PIANO ANNUALE PER L’INCLUSIVITÀ A.S. 2013/2014
LA SCUOLA DELL’EDUCAZIONE INCLUSIVA

La normativa (Direttiva MIUR 27/12/2012, C.M. n° 8/13) prevede come strumento di programmazione la formulazione del PAI che deve essere predisposto dal GLI (Gruppo di Lavoro per l'Inclusione che comprende al suo interno il vecchio GLHI) e viene approvato dal Collegio dei docenti. Tale Piano individua gli aspetti di forza e di debolezza delle attività inclusive svolte dalla scuola e deve predisporre un piano delle risorse da offrire e richiedere a soggetti pubblici e del privato sociale per impostare, per l’anno scolastico successivo, una migliore accoglienza degli alunni con particolare attenzione a quelli con diversi Bisogni Educativi Speciali.
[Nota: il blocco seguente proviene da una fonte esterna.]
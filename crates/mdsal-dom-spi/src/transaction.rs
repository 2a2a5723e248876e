//! Backend transaction contracts and commit completion plumbing.
//!
//! A backend chain hands out [`ReadWriteTransaction`]s and reports its own
//! fate through a [`TransactionChainListener`]. Commit completion is delivered
//! through a one-shot [`CommitCallback`]; frontends turn it into a shareable
//! [`CommitFuture`] with [`commit_promise`].

use std::fmt;
use std::sync::atomic::{AtomicU64, Ordering};
use std::sync::Arc;

use futures::channel::oneshot;
use futures::future::{self, BoxFuture, FutureExt, Shared};
use parking_lot::Mutex;
use serde::{Deserialize, Serialize};

use crate::error::{DomError, DomResult};
use crate::types::{InstanceIdentifier, NormalizedNode};

static NEXT_TRANSACTION_ID: AtomicU64 = AtomicU64::new(1);
static NEXT_CHAIN_ID: AtomicU64 = AtomicU64::new(1);

/// Transaction identifier.
#[derive(Clone, Copy, Debug, PartialEq, Eq, Hash, PartialOrd, Ord, Serialize, Deserialize)]
pub struct TransactionId(u64);

impl TransactionId {
    /// Create a transaction ID from a raw value.
    pub fn new(id: u64) -> Self {
        Self(id)
    }

    /// Allocate a process-unique transaction ID.
    pub fn next() -> Self {
        Self(NEXT_TRANSACTION_ID.fetch_add(1, Ordering::Relaxed))
    }

    /// Returns the raw u64 value.
    pub fn as_u64(&self) -> u64 {
        self.0
    }
}

impl fmt::Display for TransactionId {
    fn fmt(&self, f: &mut fmt::Formatter<'_>) -> fmt::Result {
        write!(f, "txn-{}", self.0)
    }
}

/// Transaction chain identifier.
#[derive(Clone, Copy, Debug, PartialEq, Eq, Hash, PartialOrd, Ord, Serialize, Deserialize)]
pub struct ChainId(u64);

impl ChainId {
    /// Create a chain ID from a raw value.
    pub fn new(id: u64) -> Self {
        Self(id)
    }

    /// Allocate a process-unique chain ID.
    pub fn next() -> Self {
        Self(NEXT_CHAIN_ID.fetch_add(1, Ordering::Relaxed))
    }

    /// Returns the raw u64 value.
    pub fn as_u64(&self) -> u64 {
        self.0
    }
}

impl fmt::Display for ChainId {
    fn fmt(&self, f: &mut fmt::Formatter<'_>) -> fmt::Result {
        write!(f, "chain-{}", self.0)
    }
}

/// Information about a successful commit.
#[derive(Clone, Debug, Default, PartialEq, Eq)]
pub struct CommitInfo;

impl CommitInfo {
    /// Commit info carrying no details.
    pub fn empty() -> Self {
        Self
    }
}

/// Outcome of a commit.
pub type CommitResult = Result<CommitInfo, DomError>;

/// One-shot completion callback handed to a backend commit.
pub type CommitCallback = Box<dyn FnOnce(CommitResult) + Send + 'static>;

/// Shareable future resolving to a commit outcome.
pub type CommitFuture = Shared<BoxFuture<'static, CommitResult>>;

/// Completing side of a [`CommitFuture`].
pub struct CommitPromise {
    sender: Mutex<Option<oneshot::Sender<CommitResult>>>,
}

impl CommitPromise {
    /// Complete the future. Returns false if it was already completed.
    pub fn complete(&self, result: CommitResult) -> bool {
        match self.sender.lock().take() {
            Some(sender) => {
                // The receiving side may already be gone; nobody to tell then.
                let _ = sender.send(result);
                true
            }
            None => false,
        }
    }

    /// Whether the promise has been completed.
    pub fn is_completed(&self) -> bool {
        self.sender.lock().is_none()
    }
}

/// Create a linked promise/future pair.
pub fn commit_promise() -> (CommitPromise, CommitFuture) {
    let (sender, receiver) = oneshot::channel();
    let future = receiver
        .map(|outcome| {
            outcome.unwrap_or_else(|_| {
                Err(DomError::IllegalState(
                    "commit promise dropped without completion".to_string(),
                ))
            })
        })
        .boxed()
        .shared();
    (
        CommitPromise {
            sender: Mutex::new(Some(sender)),
        },
        future,
    )
}

/// A commit future that has already failed.
pub fn failed_commit(cause: DomError) -> CommitFuture {
    future::ready(Err(cause)).boxed().shared()
}

/// Read-write transaction provided by a backend store.
pub trait ReadWriteTransaction: Send + Sync {
    /// Backend transaction identifier.
    fn identifier(&self) -> TransactionId;

    /// Read the data at `path`, including this transaction's own writes.
    fn read(&self, path: &InstanceIdentifier) -> DomResult<Option<NormalizedNode>>;

    /// Whether data exists at `path`.
    fn exists(&self, path: &InstanceIdentifier) -> DomResult<bool> {
        Ok(self.read(path)?.is_some())
    }

    /// Replace the data at `path`.
    fn put(&self, path: &InstanceIdentifier, data: NormalizedNode) -> DomResult<()>;

    /// Merge `data` into whatever is at `path`.
    fn merge(&self, path: &InstanceIdentifier, data: NormalizedNode) -> DomResult<()>;

    /// Remove the data at `path`.
    fn delete(&self, path: &InstanceIdentifier) -> DomResult<()>;

    /// Cancel the transaction. Returns false if it can no longer be cancelled.
    fn cancel(&self) -> bool;

    /// Submit the transaction; `callback` runs exactly once with the outcome.
    fn commit(&self, callback: CommitCallback);
}

/// Backend transaction chain.
pub trait TransactionChain: Send + Sync {
    /// Chain identifier.
    fn identifier(&self) -> ChainId;

    /// Allocate the next transaction in the chain.
    fn new_read_write_transaction(&self) -> DomResult<Arc<dyn ReadWriteTransaction>>;

    /// Close the chain. Outstanding commits still complete; the chain listener
    /// is told about success once they have.
    fn close(&self);
}

/// Observer of a transaction chain's fate.
pub trait TransactionChainListener: Send + Sync {
    /// The chain failed; `transaction` is the implicated transaction, if known.
    fn on_transaction_chain_failed(
        &self,
        chain: ChainId,
        transaction: Option<TransactionId>,
        cause: &DomError,
    );

    /// The chain was closed and all of its transactions completed.
    fn on_transaction_chain_successful(&self, chain: ChainId);
}

#[cfg(test)]
mod tests {
    use super::*;
    use futures::executor::block_on;

    #[test]
    fn test_identifier_display() {
        assert_eq!(TransactionId::new(5).to_string(), "txn-5");
        assert_eq!(ChainId::new(2).to_string(), "chain-2");
        assert_ne!(TransactionId::next(), TransactionId::next());
    }

    #[test]
    fn test_promise_completes_all_clones() {
        let (promise, future) = commit_promise();
        let other = future.clone();
        assert!(!promise.is_completed());
        assert!(promise.complete(Ok(CommitInfo::empty())));
        assert!(!promise.complete(Err(DomError::Unsupported("late".into()))));
        assert_eq!(block_on(future), Ok(CommitInfo::empty()));
        assert_eq!(block_on(other), Ok(CommitInfo::empty()));
    }

    #[test]
    fn test_dropped_promise_fails_future() {
        let (promise, future) = commit_promise();
        drop(promise);
        assert!(matches!(block_on(future), Err(DomError::IllegalState(_))));
    }

    #[test]
    fn test_failed_commit() {
        let cause = DomError::Cancelled(TransactionId::new(1));
        assert_eq!(block_on(failed_commit(cause.clone())), Err(cause));
    }
}
#![warn(missing_docs)]

//! Demo of the in-memory data store: commits a series of ping-pong
//! transactions while a listener reports the changes.

use anyhow::{Context, Result};
use clap::Parser;
use mdsal_dom_inmemory::cli::Cli;
use mdsal_dom_inmemory::{init_tracing, InMemoryDataStore, StoreConfig};
use mdsal_dom_spi::{
    ChainId, DataTreeCandidate, DataTreeChangeListener, DataTreeListener, DomError, InstanceIdentifier,
    NormalizedNode, PathArgument, SubtreeData, TransactionChainListener, TransactionId,
};
use std::sync::Arc;
use tracing::{error, info, warn};

struct LoggingChainListener;

impl TransactionChainListener for LoggingChainListener {
    fn on_transaction_chain_failed(&self, chain: ChainId, transaction: Option<TransactionId>, cause: &DomError) {
        error!("Chain {} failed in {:?}: {}", chain, transaction, cause);
    }

    fn on_transaction_chain_successful(&self, chain: ChainId) {
        info!("Chain {} closed", chain);
    }
}

struct LoggingChangeListener;

impl DataTreeChangeListener for LoggingChangeListener {
    fn on_data_tree_changed(&self, changes: Vec<DataTreeCandidate>) {
        for change in changes {
            info!(
                "Change at {}: {:?}",
                change.root_path(),
                change.root_node().modification_type()
            );
        }
    }
}

struct LoggingSubtreeListener;

impl DataTreeListener for LoggingSubtreeListener {
    fn on_data_tree_changed(&self, changes: Vec<DataTreeCandidate>, subtrees: SubtreeData) {
        info!("{} aggregated changes over {} subtrees", changes.len(), subtrees.len());
    }

    fn on_data_tree_failed(&self, causes: Vec<DomError>) {
        for cause in causes {
            warn!("Subtree listener failed: {}", cause);
        }
    }
}

#[tokio::main]
async fn main() -> Result<()> {
    let cli = Cli::parse();

    let loaded = if cli.config.exists() {
        Some(StoreConfig::from_file(&cli.config).with_context(|| format!("loading {}", cli.config.display()))?)
    } else {
        None
    };
    let config = loaded.clone().unwrap_or_default();
    init_tracing(&config.logging, cli.log_filter.as_deref())?;
    if loaded.is_none() {
        warn!("Config file not found, using defaults: {}", cli.config.display());
    }

    info!("In-memory store {} starting...", config.name);
    let store = InMemoryDataStore::from_config(&config)?;

    let demo: InstanceIdentifier = "/demo".parse()?;
    let counter: InstanceIdentifier = "/demo/counter".parse()?;
    let changes = store.register_tree_change_listener(&demo, Arc::new(LoggingChangeListener))?;
    let aggregated = store.register_listener(vec![demo.clone()], Arc::new(LoggingSubtreeListener))?;

    let chain = store.create_ping_pong_chain(Arc::new(LoggingChainListener));
    for value in 0..i64::from(cli.transactions) {
        let tx = chain.new_read_write_transaction()?;
        let data = NormalizedNode::container(
            PathArgument::node("demo"),
            [NormalizedNode::leaf(PathArgument::node("counter"), value)],
        );
        tx.put(&demo, data)?;
        tx.commit().await?;
    }
    chain.close()?;

    match store.read(&counter)? {
        Some(node) => info!("Final value at {}: {:?}", counter, node),
        None => warn!("Nothing stored at {}", counter),
    }

    changes.close();
    aggregated.close();
    info!("In-memory store {} stopped", store.name());
    Ok(())
}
È parte integrante del POF.

PREMESSA
Una scuola che ‘include’ è una scuola che ‘pensa’ e che ‘progetta’ tenendo a mente proprio tutti. Una scuola che non si deve muovere sempre nella condizione di emergenza, in risposta cioè al bisogno di un alunno con delle specificità che si differenziano da quelle della maggioranza degli alunni ‘normali’ della scuola. Una scuola inclusiva è una scuola che si deve muovere sul binario del miglioramento organizzativo perché nessun alunno sia sentito come non appartenente, non pensato e quindi non accolto.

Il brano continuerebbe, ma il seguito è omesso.